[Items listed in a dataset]
[Start of section]

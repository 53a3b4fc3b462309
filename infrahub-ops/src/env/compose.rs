//! Docker Compose backend.

use super::{sorted_unique, EnvironmentBackend, ExecOptions};
use crate::runner::{argv, CommandRunner};
use crate::utils::{OpsError, Result};
use async_trait::async_trait;
use std::path::Path;
use std::sync::Arc;
use tracing::debug;

const DOCKER: &str = "docker";

pub struct ComposeBackend {
    runner: Arc<dyn CommandRunner>,
    requested: Option<String>,
    project: Option<String>,
}

impl ComposeBackend {
    pub fn new(runner: Arc<dyn CommandRunner>, requested: Option<String>) -> Self {
        Self {
            runner,
            requested: requested.filter(|p| !p.is_empty()),
            project: None,
        }
    }

    fn project(&self) -> Result<&str> {
        self.project
            .as_deref()
            .ok_or_else(|| OpsError::other("docker compose project has not been detected"))
    }

    fn compose_args(&self, args: Vec<String>) -> Result<Vec<String>> {
        let mut full = argv(&["compose", "-p", self.project()?]);
        full.extend(args);
        Ok(full)
    }

    fn exec_args(
        &self,
        service: &str,
        command: &[String],
        opts: &ExecOptions,
    ) -> Result<Vec<String>> {
        let mut args = argv(&["exec", "-T"]);
        if let Some(user) = &opts.user {
            args.push("-u".to_string());
            args.push(user.clone());
        }
        for (key, value) in &opts.env {
            args.push("-e".to_string());
            args.push(format!("{}={}", key, value));
        }
        args.push(service.to_string());
        args.extend(command.iter().cloned());
        self.compose_args(args)
    }
}

/// Lists compose projects on this host whose containers mention Infrahub.
pub async fn list_projects(runner: &dyn CommandRunner) -> Result<Vec<String>> {
    let output = runner.run(DOCKER, &argv(&["compose", "ls"])).await?;

    let mut projects = Vec::new();
    for line in output.lines().map(str::trim) {
        if line.is_empty() || line.to_uppercase().starts_with("NAME ") {
            continue;
        }
        let Some(project) = line.split_whitespace().next() else {
            continue;
        };
        match runner
            .run(DOCKER, &argv(&["compose", "-p", project, "ps", "-a"]))
            .await
        {
            Ok(ps) if ps.to_lowercase().contains("infrahub") => projects.push(project.to_string()),
            Ok(_) => debug!(project, "Compose project does not run Infrahub"),
            Err(e) => debug!(project, "Could not inspect compose project: {}", e),
        }
    }

    Ok(sorted_unique(projects))
}

#[async_trait]
impl EnvironmentBackend for ComposeBackend {
    fn name(&self) -> &'static str {
        "docker"
    }

    fn target(&self) -> Option<String> {
        self.project.clone()
    }

    async fn detect(&mut self) -> Result<()> {
        if let Err(e) = self.runner.run_quiet(DOCKER, &argv(&["--version"])).await {
            return Err(match &self.requested {
                Some(project) => OpsError::Detection {
                    backend: self.name().to_string(),
                    message: format!("docker CLI required for project {}: {}", project, e),
                },
                None => OpsError::CliUnavailable {
                    tool: DOCKER.to_string(),
                    reason: e.to_string(),
                },
            });
        }

        let projects = match list_projects(self.runner.as_ref()).await {
            Ok(projects) => projects,
            // An unreachable daemon means this backend cannot be used at all.
            Err(e) if self.requested.is_none() => {
                return Err(OpsError::CliUnavailable {
                    tool: DOCKER.to_string(),
                    reason: e.to_string(),
                })
            }
            Err(_) => Vec::new(),
        };

        if let Some(project) = self.requested.clone() {
            if !projects.contains(&project) {
                self.runner
                    .run(DOCKER, &argv(&["compose", "-p", project.as_str(), "ps"]))
                    .await
                    .map_err(|e| OpsError::Detection {
                        backend: self.name().to_string(),
                        message: format!("docker compose project {} not found: {}", project, e),
                    })?;
            }
            self.project = Some(project);
            return Ok(());
        }

        match projects.len() {
            0 => Err(OpsError::EnvironmentNotFound),
            1 => {
                self.project = projects.into_iter().next();
                Ok(())
            }
            _ => Err(OpsError::AmbiguousTarget {
                kind: "docker compose projects".to_string(),
                candidates: projects.join(", "),
                flag: "--project".to_string(),
            }),
        }
    }

    async fn exec(&self, service: &str, command: &[String], opts: &ExecOptions) -> Result<String> {
        let args = self.exec_args(service, command, opts)?;
        self.runner.run(DOCKER, &args).await
    }

    async fn exec_stream(
        &self,
        service: &str,
        command: &[String],
        opts: &ExecOptions,
    ) -> Result<String> {
        let args = self.exec_args(service, command, opts)?;
        self.runner.run_streaming(DOCKER, &args).await
    }

    async fn copy_to(&self, service: &str, src: &Path, dest: &str) -> Result<()> {
        let args = self.compose_args(vec![
            "cp".to_string(),
            "-a".to_string(),
            src.display().to_string(),
            format!("{}:{}", service, dest),
        ])?;
        self.runner.run_quiet(DOCKER, &args).await
    }

    async fn copy_from(&self, service: &str, src: &str, dest: &Path) -> Result<()> {
        let args = self.compose_args(vec![
            "cp".to_string(),
            format!("{}:{}", service, src),
            dest.display().to_string(),
        ])?;
        self.runner.run_quiet(DOCKER, &args).await
    }

    async fn start(&self, services: &[&str]) -> Result<()> {
        if services.is_empty() {
            return Ok(());
        }
        let mut args = vec!["start".to_string()];
        args.extend(services.iter().map(|s| s.to_string()));
        let args = self.compose_args(args)?;
        self.runner.run_quiet(DOCKER, &args).await
    }

    async fn stop(&self, services: &[&str]) -> Result<()> {
        if services.is_empty() {
            return Ok(());
        }
        let mut args = vec!["stop".to_string()];
        args.extend(services.iter().map(|s| s.to_string()));
        let args = self.compose_args(args)?;
        self.runner.run_quiet(DOCKER, &args).await
    }

    async fn is_running(&self, service: &str) -> Result<bool> {
        let args = self.compose_args(argv(&["ps", service]))?;
        let output = self.runner.run(DOCKER, &args).await?;
        Ok(output.contains("Up"))
    }
}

[End of section]

What to produce. For each entry above, write out an exact copy.

The completed task.
repository 53a3b4fc3b462309
filename infrahub-ops/src/env/compose.rs
//! Docker Compose backend.

use super::{sorted_unique, EnvironmentBackend, ExecOptions};
use crate::runner::{argv, CommandRunner};
use crate::utils::{OpsError, Result};
use async_trait::async_trait;
use std::path::Path;
use std::sync::Arc;
use tracing::debug;

const DOCKER: &str = "docker";

pub struct ComposeBackend {
    runner: Arc<dyn CommandRunner>,
    requested: Option<String>,
    project: Option<String>,
}

impl ComposeBackend {
    pub fn new(runner: Arc<dyn CommandRunner>, requested: Option<String>) -> Self {
        Self {
            runner,
            requested: requested.filter(|p| !p.is_empty()),
            project: None,
        }
    }

    fn project(&self) -> Result<&str> {
        self.project
            .as_deref()
            .ok_or_else(|| OpsError::other("docker compose project has not been detected"))
    }

    fn compose_args(&self, args: Vec<String>) -> Result<Vec<String>> {
        let mut full = argv(&["compose", "-p", self.project()?]);
        full.extend(args);
        Ok(full)
    }

    fn exec_args(
        &self,
        service: &str,
        command: &[String],
        opts: &ExecOptions,
    ) -> Result<Vec<String>> {
        let mut args = argv(&["exec", "-T"]);
        if let Some(user) = &opts.user {
            args.push("-u".to_string());
            args.push(user.clone());
        }
        for (key, value) in &opts.env {
            args.push("-e".to_string());
            args.push(format!("{}={}", key, value));
        }
        args.push(service.to_string());
        args.extend(command.iter().cloned());
        self.compose_args(args)
    }
}

/// Lists compose projects on this host whose containers mention Infrahub.
pub async fn list_projects(runner: &dyn CommandRunner) -> Result<Vec<String>> {
    let output = runner.run(DOCKER, &argv(&["compose", "ls"])).await?;

    let mut projects = Vec::new();
    for line in output.lines().map(str::trim) {
        if line.is_empty() || line.to_uppercase().starts_with("NAME ") {
            continue;
        }
        let Some(project) = line.split_whitespace().next() else {
            continue;
        };
        match runner
            .run(DOCKER, &argv(&["compose", "-p", project, "ps", "-a"]))
            .await
        {
            Ok(ps) if ps.to_lowercase().contains("infrahub") => projects.push(project.to_string()),
            Ok(_) => debug!(project, "Compose project does not run Infrahub"),
            Err(e) => debug!(project, "Could not inspect compose project: {}", e),
        }
    }

    Ok(sorted_unique(projects))
}

#[async_trait]
impl EnvironmentBackend for ComposeBackend {
    fn name(&self) -> &'static str {
        "docker"
    }

    fn target(&self) -> Option<String> {
        self.project.clone()
    }

    async fn detect(&mut self) -> Result<()> {
        if let Err(e) = self.runner.run_quiet(DOCKER, &argv(&["--version"])).await {
            return Err(match &self.requested {
                Some(project) => OpsError::Detection {
                    backend: self.name().to_string(),
                    message: format!("docker CLI required for project {}: {}", project, e),
                },
                None => OpsError::CliUnavailable {
                    tool: DOCKER.to_string(),
                    reason: e.to_string(),
                },
            });
        }

        let projects = match list_projects(self.runner.as_ref()).await {
            Ok(projects) => projects,
            // An unreachable daemon means this backend cannot be used at all.
            Err(e) if self.requested.is_none() => {
                return Err(OpsError::CliUnavailable {
                    tool: DOCKER.to_string(),
                    reason: e.to_string(),
                })
            }
            Err(_) => Vec::new(),
        };

        if let Some(project) = self.requested.clone() {
            if !projects.contains(&project) {
                self.runner
                    .run(DOCKER, &argv(&["compose", "-p", project.as_str(), "ps"]))
                    .await
                    .map_err(|e| OpsError::Detection {
                        backend: self.name().to_string(),
                        message: format!("docker compose project {} not found: {}", project, e),
                    })?;
            }
            self.project = Some(project);
            return Ok(());
        }

        match projects.len() {
            0 => Err(OpsError::EnvironmentNotFound),
            1 => {
                self.project = projects.into_iter().next();
                Ok(())
            }
            _ => Err(OpsError::AmbiguousTarget {
                kind: "docker compose projects".to_string(),
                candidates: projects.join(", "),
                flag: "--project".to_string(),
            }),
        }
    }

    async fn exec(&self, service: &str, command: &[String], opts: &ExecOptions) -> Result<String> {
        let args = self.exec_args(service, command, opts)?;
        self.runner.run(DOCKER, &args).await
    }

    async fn exec_stream(
        &self,
        service: &str,
        command: &[String],
        opts: &ExecOptions,
    ) -> Result<String> {
        let args = self.exec_args(service, command, opts)?;
        self.runner.run_streaming(DOCKER, &args).await
    }

    async fn copy_to(&self, service: &str, src: &Path, dest: &str) -> Result<()> {
        let args = self.compose_args(vec![
            "cp".to_string(),
            "-a".to_string(),
            src.display().to_string(),
            format!("{}:{}", service, dest),
        ])?;
        self.runner.run_quiet(DOCKER, &args).await
    }

    async fn copy_from(&self, service: &str, src: &str, dest: &Path) -> Result<()> {
        let args = self.compose_args(vec![
            "cp".to_string(),
            format!("{}:{}", service, src),
            dest.display().to_string(),
        ])?;
        self.runner.run_quiet(DOCKER, &args).await
    }

    async fn start(&self, services: &[&str]) -> Result<()> {
        if services.is_empty() {
            return Ok(());
        }
        let mut args = vec!["start".to_string()];
        args.extend(services.iter().map(|s| s.to_string()));
        let args = self.compose_args(args)?;
        self.runner.run_quiet(DOCKER, &args).await
    }

    async fn stop(&self, services: &[&str]) -> Result<()> {
        if services.is_empty() {
            return Ok(());
        }
        let mut args = vec!["stop".to_string()];
        args.extend(services.iter().map(|s| s.to_string()));
        let args = self.compose_args(args)?;
        self.runner.run_quiet(DOCKER, &args).await
    }

    async fn is_running(&self, service: &str) -> Result<bool> {
        let args = self.compose_args(argv(&["ps", service]))?;
        let output = self.runner.run(DOCKER, &args).await?;
        Ok(output.contains("Up"))
    }
}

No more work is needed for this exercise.